» Your goal:
Pick out all lines in the listing holding the string "half" and copy them.

» Input records:
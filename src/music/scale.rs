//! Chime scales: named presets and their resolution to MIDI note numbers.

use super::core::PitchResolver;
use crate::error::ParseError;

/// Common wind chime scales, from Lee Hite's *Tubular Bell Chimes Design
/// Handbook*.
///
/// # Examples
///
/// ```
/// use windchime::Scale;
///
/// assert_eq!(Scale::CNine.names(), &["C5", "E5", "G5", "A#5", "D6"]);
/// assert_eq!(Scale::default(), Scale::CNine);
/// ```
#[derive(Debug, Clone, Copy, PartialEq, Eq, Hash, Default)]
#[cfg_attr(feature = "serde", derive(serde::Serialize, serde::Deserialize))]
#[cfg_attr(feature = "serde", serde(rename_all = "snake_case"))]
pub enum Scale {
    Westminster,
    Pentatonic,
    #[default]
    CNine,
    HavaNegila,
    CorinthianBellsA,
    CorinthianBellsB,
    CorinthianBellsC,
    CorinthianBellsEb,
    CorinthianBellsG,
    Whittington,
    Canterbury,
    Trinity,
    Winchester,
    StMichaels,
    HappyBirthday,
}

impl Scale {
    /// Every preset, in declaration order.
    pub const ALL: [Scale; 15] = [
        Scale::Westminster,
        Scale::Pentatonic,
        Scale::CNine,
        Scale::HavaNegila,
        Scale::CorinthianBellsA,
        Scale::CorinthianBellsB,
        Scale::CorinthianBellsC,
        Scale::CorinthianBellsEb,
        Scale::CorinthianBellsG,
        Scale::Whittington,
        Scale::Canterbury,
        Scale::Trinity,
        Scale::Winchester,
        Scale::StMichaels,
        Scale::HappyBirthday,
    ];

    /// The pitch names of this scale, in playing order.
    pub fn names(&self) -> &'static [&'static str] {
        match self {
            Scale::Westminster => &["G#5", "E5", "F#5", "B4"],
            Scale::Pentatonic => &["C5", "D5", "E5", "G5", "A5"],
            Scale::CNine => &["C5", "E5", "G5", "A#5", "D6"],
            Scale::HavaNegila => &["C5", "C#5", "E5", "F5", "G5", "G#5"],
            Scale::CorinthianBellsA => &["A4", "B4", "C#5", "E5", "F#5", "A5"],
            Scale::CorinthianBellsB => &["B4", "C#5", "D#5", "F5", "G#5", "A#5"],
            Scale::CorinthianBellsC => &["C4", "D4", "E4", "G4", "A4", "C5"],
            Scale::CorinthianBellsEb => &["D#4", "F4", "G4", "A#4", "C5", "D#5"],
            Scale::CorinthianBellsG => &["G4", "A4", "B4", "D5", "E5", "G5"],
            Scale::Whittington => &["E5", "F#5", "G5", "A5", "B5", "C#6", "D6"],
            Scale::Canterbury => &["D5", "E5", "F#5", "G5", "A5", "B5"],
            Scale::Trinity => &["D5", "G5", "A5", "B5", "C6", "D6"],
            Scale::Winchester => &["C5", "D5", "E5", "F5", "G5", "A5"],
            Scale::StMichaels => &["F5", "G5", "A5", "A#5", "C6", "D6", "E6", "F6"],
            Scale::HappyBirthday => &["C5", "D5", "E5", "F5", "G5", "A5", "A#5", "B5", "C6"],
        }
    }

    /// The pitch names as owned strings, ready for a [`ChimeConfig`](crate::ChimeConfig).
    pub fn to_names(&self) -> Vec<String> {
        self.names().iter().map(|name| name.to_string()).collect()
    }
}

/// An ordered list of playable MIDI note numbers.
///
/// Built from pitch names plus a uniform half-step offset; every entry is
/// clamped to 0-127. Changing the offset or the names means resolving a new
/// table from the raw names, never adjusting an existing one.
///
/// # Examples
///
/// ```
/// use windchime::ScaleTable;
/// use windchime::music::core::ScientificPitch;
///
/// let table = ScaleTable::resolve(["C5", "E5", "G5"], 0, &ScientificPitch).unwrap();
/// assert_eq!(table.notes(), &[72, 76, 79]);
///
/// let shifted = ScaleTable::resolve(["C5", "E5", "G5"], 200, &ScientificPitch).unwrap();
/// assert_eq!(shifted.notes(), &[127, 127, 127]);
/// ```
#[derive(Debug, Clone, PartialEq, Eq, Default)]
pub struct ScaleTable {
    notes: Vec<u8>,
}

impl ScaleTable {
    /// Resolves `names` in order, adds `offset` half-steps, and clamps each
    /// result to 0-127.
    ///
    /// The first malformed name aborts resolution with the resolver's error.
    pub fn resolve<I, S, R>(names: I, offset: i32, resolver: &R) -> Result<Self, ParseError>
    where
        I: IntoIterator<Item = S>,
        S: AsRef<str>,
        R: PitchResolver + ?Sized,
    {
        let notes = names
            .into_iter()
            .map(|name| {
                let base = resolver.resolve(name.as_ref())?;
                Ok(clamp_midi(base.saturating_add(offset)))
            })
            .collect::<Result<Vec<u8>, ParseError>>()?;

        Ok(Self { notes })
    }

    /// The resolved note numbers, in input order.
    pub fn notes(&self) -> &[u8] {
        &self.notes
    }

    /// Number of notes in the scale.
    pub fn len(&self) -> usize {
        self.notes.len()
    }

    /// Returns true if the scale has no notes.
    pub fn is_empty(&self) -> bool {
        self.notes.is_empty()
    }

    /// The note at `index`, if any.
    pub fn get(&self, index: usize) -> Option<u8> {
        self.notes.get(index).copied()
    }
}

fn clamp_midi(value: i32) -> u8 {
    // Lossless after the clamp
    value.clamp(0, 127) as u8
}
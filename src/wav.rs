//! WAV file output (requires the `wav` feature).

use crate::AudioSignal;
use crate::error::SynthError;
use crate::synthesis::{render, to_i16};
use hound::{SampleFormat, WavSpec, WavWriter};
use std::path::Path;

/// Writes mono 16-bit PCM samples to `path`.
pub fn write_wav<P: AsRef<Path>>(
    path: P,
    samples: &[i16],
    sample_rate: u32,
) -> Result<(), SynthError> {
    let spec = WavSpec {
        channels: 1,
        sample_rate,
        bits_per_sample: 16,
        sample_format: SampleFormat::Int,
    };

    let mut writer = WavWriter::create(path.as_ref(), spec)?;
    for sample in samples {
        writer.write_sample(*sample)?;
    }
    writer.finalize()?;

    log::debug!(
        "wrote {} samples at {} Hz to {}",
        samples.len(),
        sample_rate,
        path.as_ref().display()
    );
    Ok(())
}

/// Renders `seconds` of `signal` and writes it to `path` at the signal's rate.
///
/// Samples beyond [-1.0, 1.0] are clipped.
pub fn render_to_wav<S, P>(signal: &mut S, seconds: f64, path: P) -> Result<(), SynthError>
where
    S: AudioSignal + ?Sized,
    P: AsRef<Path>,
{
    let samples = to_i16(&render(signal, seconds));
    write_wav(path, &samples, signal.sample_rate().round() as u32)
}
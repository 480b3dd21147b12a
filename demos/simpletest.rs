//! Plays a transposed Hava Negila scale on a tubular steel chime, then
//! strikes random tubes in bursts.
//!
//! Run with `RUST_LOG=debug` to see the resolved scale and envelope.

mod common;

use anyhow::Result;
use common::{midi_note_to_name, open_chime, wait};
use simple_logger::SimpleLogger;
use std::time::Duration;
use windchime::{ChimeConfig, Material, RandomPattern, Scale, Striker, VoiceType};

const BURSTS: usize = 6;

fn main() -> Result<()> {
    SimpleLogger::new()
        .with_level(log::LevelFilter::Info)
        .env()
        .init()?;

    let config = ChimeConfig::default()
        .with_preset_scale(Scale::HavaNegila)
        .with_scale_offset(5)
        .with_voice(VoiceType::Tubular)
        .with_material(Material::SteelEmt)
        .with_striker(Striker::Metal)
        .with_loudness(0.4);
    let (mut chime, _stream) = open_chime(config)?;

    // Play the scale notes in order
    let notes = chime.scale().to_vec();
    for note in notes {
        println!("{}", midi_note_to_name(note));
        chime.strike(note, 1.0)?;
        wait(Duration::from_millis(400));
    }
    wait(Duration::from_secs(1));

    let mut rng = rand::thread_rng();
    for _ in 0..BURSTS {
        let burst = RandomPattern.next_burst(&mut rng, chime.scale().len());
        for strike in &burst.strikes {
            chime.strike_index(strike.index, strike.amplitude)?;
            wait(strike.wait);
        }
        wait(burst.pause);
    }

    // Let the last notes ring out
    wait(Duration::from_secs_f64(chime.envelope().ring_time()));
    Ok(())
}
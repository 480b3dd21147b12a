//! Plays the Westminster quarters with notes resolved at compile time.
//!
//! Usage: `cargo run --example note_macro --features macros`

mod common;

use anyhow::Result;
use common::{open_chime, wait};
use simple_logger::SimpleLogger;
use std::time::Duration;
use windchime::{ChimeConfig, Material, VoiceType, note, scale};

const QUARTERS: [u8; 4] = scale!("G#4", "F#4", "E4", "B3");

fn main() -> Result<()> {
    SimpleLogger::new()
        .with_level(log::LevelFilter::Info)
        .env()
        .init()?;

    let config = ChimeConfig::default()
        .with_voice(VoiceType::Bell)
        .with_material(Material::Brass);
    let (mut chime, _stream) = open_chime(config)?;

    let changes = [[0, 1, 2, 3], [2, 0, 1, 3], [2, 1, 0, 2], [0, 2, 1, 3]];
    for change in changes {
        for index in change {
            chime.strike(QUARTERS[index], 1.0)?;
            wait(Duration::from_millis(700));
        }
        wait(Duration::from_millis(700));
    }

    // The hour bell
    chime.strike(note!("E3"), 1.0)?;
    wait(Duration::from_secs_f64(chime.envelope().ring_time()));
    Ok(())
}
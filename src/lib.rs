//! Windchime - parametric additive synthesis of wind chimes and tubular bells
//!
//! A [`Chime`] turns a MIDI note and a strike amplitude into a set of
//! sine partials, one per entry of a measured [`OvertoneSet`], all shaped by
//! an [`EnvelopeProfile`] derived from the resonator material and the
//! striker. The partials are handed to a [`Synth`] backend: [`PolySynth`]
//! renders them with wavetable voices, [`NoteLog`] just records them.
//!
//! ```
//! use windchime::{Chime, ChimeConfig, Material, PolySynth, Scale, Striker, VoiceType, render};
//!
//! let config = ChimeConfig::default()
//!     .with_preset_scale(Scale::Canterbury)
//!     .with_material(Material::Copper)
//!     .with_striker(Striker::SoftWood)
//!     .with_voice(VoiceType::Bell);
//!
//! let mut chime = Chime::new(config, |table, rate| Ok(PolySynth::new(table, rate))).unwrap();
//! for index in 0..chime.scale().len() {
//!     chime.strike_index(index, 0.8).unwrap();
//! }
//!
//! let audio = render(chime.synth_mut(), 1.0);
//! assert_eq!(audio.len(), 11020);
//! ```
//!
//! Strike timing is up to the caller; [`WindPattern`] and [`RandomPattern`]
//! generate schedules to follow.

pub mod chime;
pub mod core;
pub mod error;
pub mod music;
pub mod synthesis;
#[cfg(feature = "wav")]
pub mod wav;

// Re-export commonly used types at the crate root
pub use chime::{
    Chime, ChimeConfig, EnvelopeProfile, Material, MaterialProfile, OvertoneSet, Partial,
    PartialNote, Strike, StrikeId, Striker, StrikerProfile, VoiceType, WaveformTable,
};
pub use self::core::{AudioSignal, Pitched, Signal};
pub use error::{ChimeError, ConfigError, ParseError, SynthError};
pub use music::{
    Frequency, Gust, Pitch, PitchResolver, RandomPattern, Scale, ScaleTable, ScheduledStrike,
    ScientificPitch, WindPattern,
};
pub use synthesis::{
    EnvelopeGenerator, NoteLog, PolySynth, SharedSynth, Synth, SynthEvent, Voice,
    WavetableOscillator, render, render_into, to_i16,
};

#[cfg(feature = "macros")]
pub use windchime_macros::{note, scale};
* * *
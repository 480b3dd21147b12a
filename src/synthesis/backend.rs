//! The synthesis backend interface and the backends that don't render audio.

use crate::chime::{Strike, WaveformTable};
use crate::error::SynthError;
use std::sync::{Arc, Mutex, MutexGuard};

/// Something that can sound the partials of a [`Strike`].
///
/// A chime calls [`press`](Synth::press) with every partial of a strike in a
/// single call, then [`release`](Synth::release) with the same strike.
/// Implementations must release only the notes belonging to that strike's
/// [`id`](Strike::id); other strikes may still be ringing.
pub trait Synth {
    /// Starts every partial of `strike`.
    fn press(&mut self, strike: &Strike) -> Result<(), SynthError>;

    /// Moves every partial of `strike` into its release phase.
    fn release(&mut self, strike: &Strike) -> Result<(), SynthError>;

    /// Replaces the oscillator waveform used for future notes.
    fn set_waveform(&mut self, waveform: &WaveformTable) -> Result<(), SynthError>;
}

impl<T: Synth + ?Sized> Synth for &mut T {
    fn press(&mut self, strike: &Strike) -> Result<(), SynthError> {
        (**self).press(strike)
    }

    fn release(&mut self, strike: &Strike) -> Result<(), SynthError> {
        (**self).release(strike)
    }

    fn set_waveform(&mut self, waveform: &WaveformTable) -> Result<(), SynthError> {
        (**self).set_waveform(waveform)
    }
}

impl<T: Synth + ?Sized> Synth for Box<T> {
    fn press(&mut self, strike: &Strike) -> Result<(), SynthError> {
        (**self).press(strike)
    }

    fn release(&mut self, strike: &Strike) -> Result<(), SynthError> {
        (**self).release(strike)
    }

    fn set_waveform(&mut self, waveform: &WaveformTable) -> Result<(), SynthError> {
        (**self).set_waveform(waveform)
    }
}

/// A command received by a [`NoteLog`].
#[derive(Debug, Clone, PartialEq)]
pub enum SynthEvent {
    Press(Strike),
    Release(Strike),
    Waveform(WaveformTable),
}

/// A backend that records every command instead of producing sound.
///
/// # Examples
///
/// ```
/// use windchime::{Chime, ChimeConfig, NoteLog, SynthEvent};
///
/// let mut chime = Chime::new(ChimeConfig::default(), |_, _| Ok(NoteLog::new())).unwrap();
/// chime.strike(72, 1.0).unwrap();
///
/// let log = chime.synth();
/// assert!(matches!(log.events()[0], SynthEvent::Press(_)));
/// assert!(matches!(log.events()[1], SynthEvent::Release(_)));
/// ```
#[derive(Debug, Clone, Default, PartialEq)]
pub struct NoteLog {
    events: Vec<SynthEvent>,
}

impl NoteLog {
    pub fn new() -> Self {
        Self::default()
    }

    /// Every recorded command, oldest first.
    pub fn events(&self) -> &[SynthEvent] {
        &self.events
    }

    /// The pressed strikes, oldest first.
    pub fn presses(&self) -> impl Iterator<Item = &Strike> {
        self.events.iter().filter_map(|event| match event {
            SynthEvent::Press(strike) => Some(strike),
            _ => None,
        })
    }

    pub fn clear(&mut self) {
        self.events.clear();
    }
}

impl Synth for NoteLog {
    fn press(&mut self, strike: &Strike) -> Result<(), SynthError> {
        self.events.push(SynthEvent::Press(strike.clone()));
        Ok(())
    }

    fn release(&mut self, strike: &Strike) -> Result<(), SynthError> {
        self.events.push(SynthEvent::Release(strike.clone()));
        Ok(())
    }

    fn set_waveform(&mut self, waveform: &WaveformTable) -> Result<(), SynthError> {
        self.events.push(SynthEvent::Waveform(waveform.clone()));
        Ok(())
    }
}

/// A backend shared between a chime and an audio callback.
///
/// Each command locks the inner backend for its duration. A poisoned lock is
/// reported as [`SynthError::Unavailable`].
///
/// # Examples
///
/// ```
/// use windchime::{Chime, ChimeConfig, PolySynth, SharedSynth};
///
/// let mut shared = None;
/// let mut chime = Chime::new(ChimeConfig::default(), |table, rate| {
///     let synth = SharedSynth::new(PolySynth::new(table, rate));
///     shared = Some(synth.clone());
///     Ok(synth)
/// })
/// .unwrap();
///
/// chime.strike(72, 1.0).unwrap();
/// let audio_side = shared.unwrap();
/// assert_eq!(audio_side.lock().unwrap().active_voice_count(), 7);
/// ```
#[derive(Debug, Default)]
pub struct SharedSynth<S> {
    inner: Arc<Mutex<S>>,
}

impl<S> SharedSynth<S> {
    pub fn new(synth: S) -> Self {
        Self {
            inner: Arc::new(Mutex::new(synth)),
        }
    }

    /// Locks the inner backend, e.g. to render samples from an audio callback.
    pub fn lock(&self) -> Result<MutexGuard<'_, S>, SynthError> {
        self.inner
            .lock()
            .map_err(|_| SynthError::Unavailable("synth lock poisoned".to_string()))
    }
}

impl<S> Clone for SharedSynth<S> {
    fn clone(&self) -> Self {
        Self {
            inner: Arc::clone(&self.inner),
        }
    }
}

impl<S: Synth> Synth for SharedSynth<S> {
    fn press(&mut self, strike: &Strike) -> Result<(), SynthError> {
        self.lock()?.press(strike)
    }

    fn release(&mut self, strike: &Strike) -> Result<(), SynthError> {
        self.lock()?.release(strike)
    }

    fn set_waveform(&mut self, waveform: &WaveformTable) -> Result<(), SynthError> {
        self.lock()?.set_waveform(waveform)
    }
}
---
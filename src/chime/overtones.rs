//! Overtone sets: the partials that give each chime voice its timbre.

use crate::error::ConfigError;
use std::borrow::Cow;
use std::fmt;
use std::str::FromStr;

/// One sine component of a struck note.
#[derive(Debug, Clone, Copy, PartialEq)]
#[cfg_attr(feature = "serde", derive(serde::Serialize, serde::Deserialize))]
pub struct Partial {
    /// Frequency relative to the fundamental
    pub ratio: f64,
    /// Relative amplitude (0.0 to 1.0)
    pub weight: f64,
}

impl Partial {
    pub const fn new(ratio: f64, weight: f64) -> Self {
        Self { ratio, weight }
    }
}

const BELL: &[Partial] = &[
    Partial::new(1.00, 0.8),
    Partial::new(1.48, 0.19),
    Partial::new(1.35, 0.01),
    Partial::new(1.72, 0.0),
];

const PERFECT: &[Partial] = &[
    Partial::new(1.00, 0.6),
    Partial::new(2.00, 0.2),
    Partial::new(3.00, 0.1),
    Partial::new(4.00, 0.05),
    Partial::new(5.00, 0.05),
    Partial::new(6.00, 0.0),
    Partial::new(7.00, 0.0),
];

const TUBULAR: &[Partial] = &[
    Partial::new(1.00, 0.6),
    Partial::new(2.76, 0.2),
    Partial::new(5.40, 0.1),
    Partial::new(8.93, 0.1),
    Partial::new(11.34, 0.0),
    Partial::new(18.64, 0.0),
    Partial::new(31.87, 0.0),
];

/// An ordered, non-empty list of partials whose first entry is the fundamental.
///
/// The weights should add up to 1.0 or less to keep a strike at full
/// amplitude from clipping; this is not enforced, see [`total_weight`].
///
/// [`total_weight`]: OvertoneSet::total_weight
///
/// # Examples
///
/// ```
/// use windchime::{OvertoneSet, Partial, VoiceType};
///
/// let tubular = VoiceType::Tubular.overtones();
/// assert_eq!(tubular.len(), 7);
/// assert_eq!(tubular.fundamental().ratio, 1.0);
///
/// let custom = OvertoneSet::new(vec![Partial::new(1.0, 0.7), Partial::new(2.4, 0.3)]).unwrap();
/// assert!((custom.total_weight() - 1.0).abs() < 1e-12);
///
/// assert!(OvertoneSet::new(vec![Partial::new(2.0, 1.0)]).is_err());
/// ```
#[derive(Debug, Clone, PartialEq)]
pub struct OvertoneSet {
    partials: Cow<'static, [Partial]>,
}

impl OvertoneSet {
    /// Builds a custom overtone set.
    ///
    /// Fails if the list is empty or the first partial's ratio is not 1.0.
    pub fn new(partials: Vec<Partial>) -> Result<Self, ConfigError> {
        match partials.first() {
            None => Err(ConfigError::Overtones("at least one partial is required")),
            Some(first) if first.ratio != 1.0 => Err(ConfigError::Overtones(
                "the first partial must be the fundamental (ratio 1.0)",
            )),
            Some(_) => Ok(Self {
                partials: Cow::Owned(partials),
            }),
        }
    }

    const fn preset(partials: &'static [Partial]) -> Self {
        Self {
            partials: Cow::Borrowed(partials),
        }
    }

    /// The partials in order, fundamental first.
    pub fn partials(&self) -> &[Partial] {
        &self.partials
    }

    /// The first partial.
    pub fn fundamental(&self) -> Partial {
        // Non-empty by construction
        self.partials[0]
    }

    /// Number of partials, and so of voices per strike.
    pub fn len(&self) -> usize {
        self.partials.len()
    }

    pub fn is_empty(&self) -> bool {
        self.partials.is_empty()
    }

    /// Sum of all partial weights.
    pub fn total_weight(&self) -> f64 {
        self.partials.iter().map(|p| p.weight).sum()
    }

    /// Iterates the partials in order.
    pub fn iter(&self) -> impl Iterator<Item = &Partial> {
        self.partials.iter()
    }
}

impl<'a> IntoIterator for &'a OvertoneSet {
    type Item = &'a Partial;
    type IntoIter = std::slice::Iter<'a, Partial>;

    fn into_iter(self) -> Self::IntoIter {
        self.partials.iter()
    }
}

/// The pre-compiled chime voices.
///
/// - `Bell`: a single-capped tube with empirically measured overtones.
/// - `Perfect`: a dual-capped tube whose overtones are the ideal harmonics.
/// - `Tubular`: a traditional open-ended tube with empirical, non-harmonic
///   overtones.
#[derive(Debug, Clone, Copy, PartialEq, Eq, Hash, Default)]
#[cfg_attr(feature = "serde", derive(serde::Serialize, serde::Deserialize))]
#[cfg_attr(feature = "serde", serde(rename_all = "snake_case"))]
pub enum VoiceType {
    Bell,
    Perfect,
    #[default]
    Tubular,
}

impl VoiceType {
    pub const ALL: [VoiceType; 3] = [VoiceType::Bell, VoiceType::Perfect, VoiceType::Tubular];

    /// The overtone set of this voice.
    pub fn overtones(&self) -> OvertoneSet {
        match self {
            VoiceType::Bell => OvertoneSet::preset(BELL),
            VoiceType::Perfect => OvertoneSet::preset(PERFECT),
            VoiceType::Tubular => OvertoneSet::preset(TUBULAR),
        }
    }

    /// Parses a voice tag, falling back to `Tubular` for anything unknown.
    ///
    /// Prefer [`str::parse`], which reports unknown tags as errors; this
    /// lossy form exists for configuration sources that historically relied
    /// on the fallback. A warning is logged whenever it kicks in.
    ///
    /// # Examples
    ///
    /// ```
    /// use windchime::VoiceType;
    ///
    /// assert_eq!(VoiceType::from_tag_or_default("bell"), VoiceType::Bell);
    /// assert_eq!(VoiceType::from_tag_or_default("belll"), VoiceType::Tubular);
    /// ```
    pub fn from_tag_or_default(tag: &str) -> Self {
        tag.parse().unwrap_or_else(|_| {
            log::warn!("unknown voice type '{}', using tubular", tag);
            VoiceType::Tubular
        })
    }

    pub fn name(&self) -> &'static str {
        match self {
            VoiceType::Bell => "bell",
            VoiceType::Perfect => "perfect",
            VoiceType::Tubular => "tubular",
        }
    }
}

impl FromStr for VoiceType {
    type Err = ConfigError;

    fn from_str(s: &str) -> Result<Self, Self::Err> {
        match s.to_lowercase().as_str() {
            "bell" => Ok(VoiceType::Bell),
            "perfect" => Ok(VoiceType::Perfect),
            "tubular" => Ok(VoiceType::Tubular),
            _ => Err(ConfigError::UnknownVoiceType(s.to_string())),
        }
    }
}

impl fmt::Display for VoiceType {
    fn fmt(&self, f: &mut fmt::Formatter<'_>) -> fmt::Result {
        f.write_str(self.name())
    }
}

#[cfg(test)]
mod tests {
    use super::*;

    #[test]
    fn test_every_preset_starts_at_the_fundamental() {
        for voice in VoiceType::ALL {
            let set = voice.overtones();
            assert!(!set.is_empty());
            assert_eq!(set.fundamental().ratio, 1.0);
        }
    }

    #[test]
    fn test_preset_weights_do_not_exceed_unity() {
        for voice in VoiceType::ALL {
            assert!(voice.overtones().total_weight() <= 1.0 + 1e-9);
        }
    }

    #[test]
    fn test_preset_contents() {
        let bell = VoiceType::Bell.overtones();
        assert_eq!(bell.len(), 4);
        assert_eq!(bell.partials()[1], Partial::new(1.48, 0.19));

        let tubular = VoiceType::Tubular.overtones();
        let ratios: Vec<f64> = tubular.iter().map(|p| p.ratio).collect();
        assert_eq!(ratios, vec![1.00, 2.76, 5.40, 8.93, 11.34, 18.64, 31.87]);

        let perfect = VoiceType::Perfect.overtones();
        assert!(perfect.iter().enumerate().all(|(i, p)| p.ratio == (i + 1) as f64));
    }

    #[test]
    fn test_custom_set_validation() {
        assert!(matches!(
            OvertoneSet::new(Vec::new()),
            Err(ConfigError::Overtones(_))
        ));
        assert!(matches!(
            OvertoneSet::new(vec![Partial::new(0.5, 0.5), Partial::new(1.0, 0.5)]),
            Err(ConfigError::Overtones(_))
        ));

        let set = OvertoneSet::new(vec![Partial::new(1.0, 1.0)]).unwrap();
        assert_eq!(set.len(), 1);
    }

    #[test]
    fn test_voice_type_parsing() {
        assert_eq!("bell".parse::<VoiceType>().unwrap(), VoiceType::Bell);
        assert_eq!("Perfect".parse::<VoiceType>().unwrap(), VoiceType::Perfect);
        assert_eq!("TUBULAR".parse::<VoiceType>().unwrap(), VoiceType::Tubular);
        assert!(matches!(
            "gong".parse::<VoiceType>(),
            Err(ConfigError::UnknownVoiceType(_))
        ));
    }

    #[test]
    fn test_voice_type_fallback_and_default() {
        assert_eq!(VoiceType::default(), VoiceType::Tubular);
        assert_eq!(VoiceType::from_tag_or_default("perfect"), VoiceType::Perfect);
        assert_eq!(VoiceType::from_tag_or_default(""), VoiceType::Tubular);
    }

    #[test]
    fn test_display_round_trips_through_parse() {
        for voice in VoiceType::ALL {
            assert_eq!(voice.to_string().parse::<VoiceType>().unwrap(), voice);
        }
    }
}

» Answer section:
/// Built from pitch names plus a uniform half-step offset; every entry is
    /// Resolves `names` in order, adds `offset` half-steps, and clamps each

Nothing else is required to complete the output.